pub mod config;
pub mod llm;
pub mod request;
pub mod reveal;
pub mod ui;

use thiserror::Error;

/// Fixed message shown to the user for any failed submission.
pub const FAILED_MESSAGE: &str = "Failed to fetch response. Please try again.";

#[derive(Error, Debug, Clone, PartialEq, Eq)]
pub enum GenAiError {
    #[error("Network failure: {0}")]
    NetworkFailure(String),

    #[error("Malformed response: {0}")]
    MalformedResponse(String),

    #[error("Configuration error: {0}")]
    ConfigError(String),

    #[error("Channel error: {0}")]
    ChannelError(String),

    #[error("Runtime error: {0}")]
    RuntimeError(String),
}

impl From<std::io::Error> for GenAiError {
    fn from(e: std::io::Error) -> Self {
        GenAiError::RuntimeError(e.to_string())
    }
}

impl From<reqwest::Error> for GenAiError {
    fn from(e: reqwest::Error) -> Self {
        GenAiError::NetworkFailure(e.to_string())
    }
}

impl From<serde_json::Error> for GenAiError {
    fn from(e: serde_json::Error) -> Self {
        GenAiError::MalformedResponse(e.to_string())
    }
}

impl GenAiError {
    /// Check if this error is recoverable
    pub fn is_recoverable(&self) -> bool {
        match self {
            // The user can simply submit again
            GenAiError::NetworkFailure(_) => true,
            GenAiError::MalformedResponse(_) => true,
            // Requires a restart with different settings
            GenAiError::ConfigError(_) => false,
            GenAiError::ChannelError(_) => false,
            GenAiError::RuntimeError(_) => false,
        }
    }

    /// Get a user-friendly description
    ///
    /// Submission failures all collapse to the same message; the specific
    /// cause only goes to the log.
    pub fn user_message(&self) -> String {
        match self {
            GenAiError::NetworkFailure(_)
            | GenAiError::MalformedResponse(_)
            | GenAiError::ChannelError(_) => FAILED_MESSAGE.to_string(),
            GenAiError::ConfigError(_) => {
                "Configuration error. Please check settings.".to_string()
            }
            GenAiError::RuntimeError(_) => {
                "Internal error. Please restart the application.".to_string()
            }
        }
    }
}

pub type Result<T> = std::result::Result<T, GenAiError>;
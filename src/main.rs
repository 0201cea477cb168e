use anyhow::Result;
use genai::config::AppConfig;
use genai::ui::GenAiApp;
use tracing::{error, info};
use tracing_subscriber::{layer::SubscriberExt, util::SubscriberInitExt};

fn main() -> Result<()> {
    // Pick up GENAI_API_KEY from .env when present
    dotenvy::dotenv().ok();

    // Initialize tracing
    tracing_subscriber::registry()
        .with(
            tracing_subscriber::EnvFilter::try_from_default_env()
                .unwrap_or_else(|_| "genai=debug,info".into()),
        )
        .with(tracing_subscriber::fmt::layer())
        .init();

    let config = match AppConfig::from_env() {
        Ok(config) => config,
        Err(e) => {
            error!("Invalid configuration: {}", e);
            return Err(e.into());
        }
    };

    info!("Starting GenAI ({:?})", config.service);

    let options = eframe::NativeOptions {
        viewport: egui::ViewportBuilder::default()
            .with_title("GenAI")
            .with_inner_size([900.0, 720.0])
            .with_min_inner_size([480.0, 400.0]),
        ..Default::default()
    };

    eframe::run_native(
        "GenAI",
        options,
        Box::new(move |cc| Ok(Box::new(GenAiApp::new(cc, config)?))),
    )
    .map_err(|e| anyhow::anyhow!("{e}"))
}
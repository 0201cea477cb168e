//! Submission state and prompt buffer

/// Outcome of the most recent submission
#[derive(Clone, Debug, Default, PartialEq, Eq)]
pub enum SubmissionState {
    /// Nothing submitted yet
    #[default]
    Idle,
    /// Request in flight
    Loading,
    /// Generated text of the first candidate
    Succeeded(String),
    /// User-facing failure message
    Failed(String),
}

impl SubmissionState {
    /// Check if idle
    pub fn is_idle(&self) -> bool {
        matches!(self, SubmissionState::Idle)
    }

    /// Check if a request is in flight
    pub fn is_loading(&self) -> bool {
        matches!(self, SubmissionState::Loading)
    }

    /// Check if the submission has finished, successfully or not
    pub fn is_terminal(&self) -> bool {
        matches!(self, SubmissionState::Succeeded(_) | SubmissionState::Failed(_))
    }

    /// Generated text, if succeeded
    pub fn text(&self) -> Option<&str> {
        match self {
            SubmissionState::Succeeded(text) => Some(text),
            _ => None,
        }
    }

    /// Failure message, if failed
    pub fn error(&self) -> Option<&str> {
        match self {
            SubmissionState::Failed(message) => Some(message),
            _ => None,
        }
    }
}

impl std::fmt::Display for SubmissionState {
    fn fmt(&self, f: &mut std::fmt::Formatter<'_>) -> std::fmt::Result {
        match self {
            SubmissionState::Idle => write!(f, "Idle"),
            SubmissionState::Loading => write!(f, "Loading"),
            SubmissionState::Succeeded(_) => write!(f, "Succeeded"),
            SubmissionState::Failed(_) => write!(f, "Failed"),
        }
    }
}

/// Unsent prompt text.
///
/// Lives independently of the submission: submitting does not clear it.
#[derive(Clone, Debug, Default, PartialEq, Eq)]
pub struct PromptInput {
    text: String,
}

impl PromptInput {
    pub fn new() -> Self {
        Self::default()
    }

    pub fn as_str(&self) -> &str {
        &self.text
    }

    /// Mutable buffer for text widgets
    pub fn buffer_mut(&mut self) -> &mut String {
        &mut self.text
    }

    pub fn set(&mut self, text: impl Into<String>) {
        self.text = text.into();
    }

    pub fn clear(&mut self) {
        self.text.clear();
    }

    pub fn is_empty(&self) -> bool {
        self.text.is_empty()
    }
}
//! Segment-by-segment reveal of a completed response

use crate::reveal::segment::segments;
use std::time::{Duration, Instant};

/// Lifecycle of a reveal
#[derive(Debug, Clone, Copy, PartialEq, Eq)]
pub enum RevealPhase {
    /// Created, nothing shown yet
    NotStarted,
    /// Segments are being appended
    Running,
    /// Every segment is displayed
    Complete,
}

impl std::fmt::Display for RevealPhase {
    fn fmt(&self, f: &mut std::fmt::Formatter<'_>) -> std::fmt::Result {
        match self {
            RevealPhase::NotStarted => write!(f, "NotStarted"),
            RevealPhase::Running => write!(f, "Running"),
            RevealPhase::Complete => write!(f, "Complete"),
        }
    }
}

/// Typewriter reveal of one response text.
///
/// The animator appends one segment per tick. Ticks are one-shot: the next
/// deadline is set from the moment the previous segment was appended, so a
/// late frame delays the rest of the sequence instead of bursting several
/// segments at once.
///
/// `displayed` always equals the concatenation of `segments[..cursor]`.
///
/// # Example
/// ```
/// use genai::reveal::RevealAnimator;
///
/// let mut animator = RevealAnimator::new("Hello world", 1, std::time::Duration::from_millis(50));
/// while !animator.is_complete() {
///     animator.tick();
/// }
/// assert_eq!(animator.displayed(), "Hello world");
/// ```
#[derive(Debug, Clone)]
pub struct RevealAnimator {
    generation: u64,
    source: String,
    segments: Vec<String>,
    cursor: usize,
    displayed: String,
    interval: Duration,
    next_tick: Option<Instant>,
    phase: RevealPhase,
}

impl RevealAnimator {
    /// Create an animator for `source`, tagged with the submission generation
    /// it belongs to.
    ///
    /// An empty source is complete right away.
    pub fn new(source: impl Into<String>, generation: u64, interval: Duration) -> Self {
        let source = source.into();
        let segments: Vec<String> = segments(&source).into_iter().map(str::to_string).collect();
        let phase = if segments.is_empty() {
            RevealPhase::Complete
        } else {
            RevealPhase::NotStarted
        };

        Self {
            generation,
            displayed: String::with_capacity(source.len()),
            source,
            segments,
            cursor: 0,
            interval,
            next_tick: None,
            phase,
        }
    }

    /// Begin the sequence; the first segment is due immediately
    pub fn start(&mut self, now: Instant) {
        if self.phase == RevealPhase::NotStarted {
            self.phase = RevealPhase::Running;
            self.next_tick = Some(now);
        }
    }

    /// Append the next segment regardless of timing.
    ///
    /// Returns the appended segment, or `None` once complete.
    pub fn tick(&mut self) -> Option<&str> {
        if self.phase == RevealPhase::Complete {
            return None;
        }
        self.phase = RevealPhase::Running;

        let index = self.cursor;
        self.displayed.push_str(&self.segments[index]);
        self.cursor += 1;

        if self.cursor == self.segments.len() {
            self.phase = RevealPhase::Complete;
            self.next_tick = None;
        }

        Some(&self.segments[index])
    }

    /// Advance by at most one segment if the current tick is due.
    ///
    /// Starts the sequence on first use. Returns true when a segment was
    /// appended.
    pub fn poll(&mut self, now: Instant) -> bool {
        self.start(now);

        match self.next_tick {
            Some(due) if now >= due => {
                self.tick();
                if !self.is_complete() {
                    self.next_tick = Some(now + self.interval);
                }
                true
            }
            _ => false,
        }
    }

    /// Time left until the next segment is due, `None` once complete
    pub fn time_until_next_tick(&self, now: Instant) -> Option<Duration> {
        match self.phase {
            RevealPhase::Complete => None,
            RevealPhase::NotStarted => Some(Duration::ZERO),
            RevealPhase::Running => Some(
                self.next_tick
                    .map(|due| due.saturating_duration_since(now))
                    .unwrap_or(Duration::ZERO),
            ),
        }
    }

    /// Text revealed so far
    pub fn displayed(&self) -> &str {
        &self.displayed
    }

    /// Full text being revealed
    pub fn source(&self) -> &str {
        &self.source
    }

    /// All segments of the source text
    pub fn segments(&self) -> &[String] {
        &self.segments
    }

    /// Number of segments displayed
    pub fn cursor(&self) -> usize {
        self.cursor
    }

    /// Submission generation this reveal belongs to
    pub fn generation(&self) -> u64 {
        self.generation
    }

    /// Current phase
    pub fn phase(&self) -> RevealPhase {
        self.phase
    }

    /// Check if every segment is displayed
    pub fn is_complete(&self) -> bool {
        self.phase == RevealPhase::Complete
    }

    /// Fraction of segments displayed (0.0 to 1.0)
    pub fn progress(&self) -> f32 {
        if self.segments.is_empty() {
            return 1.0;
        }
        self.cursor as f32 / self.segments.len() as f32
    }
}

§ Task brief:
Copy, from the data above, every line where the word "derive" appears.

§ Completed task:
#[derive(Error, Debug, Clone, PartialEq, Eq)]
#[derive(Clone, Debug, Default, PartialEq, Eq)]
#[derive(Clone, Debug, Default, PartialEq, Eq)]
#[derive(Debug, Clone, Copy, PartialEq, Eq)]
#[derive(Debug, Clone)]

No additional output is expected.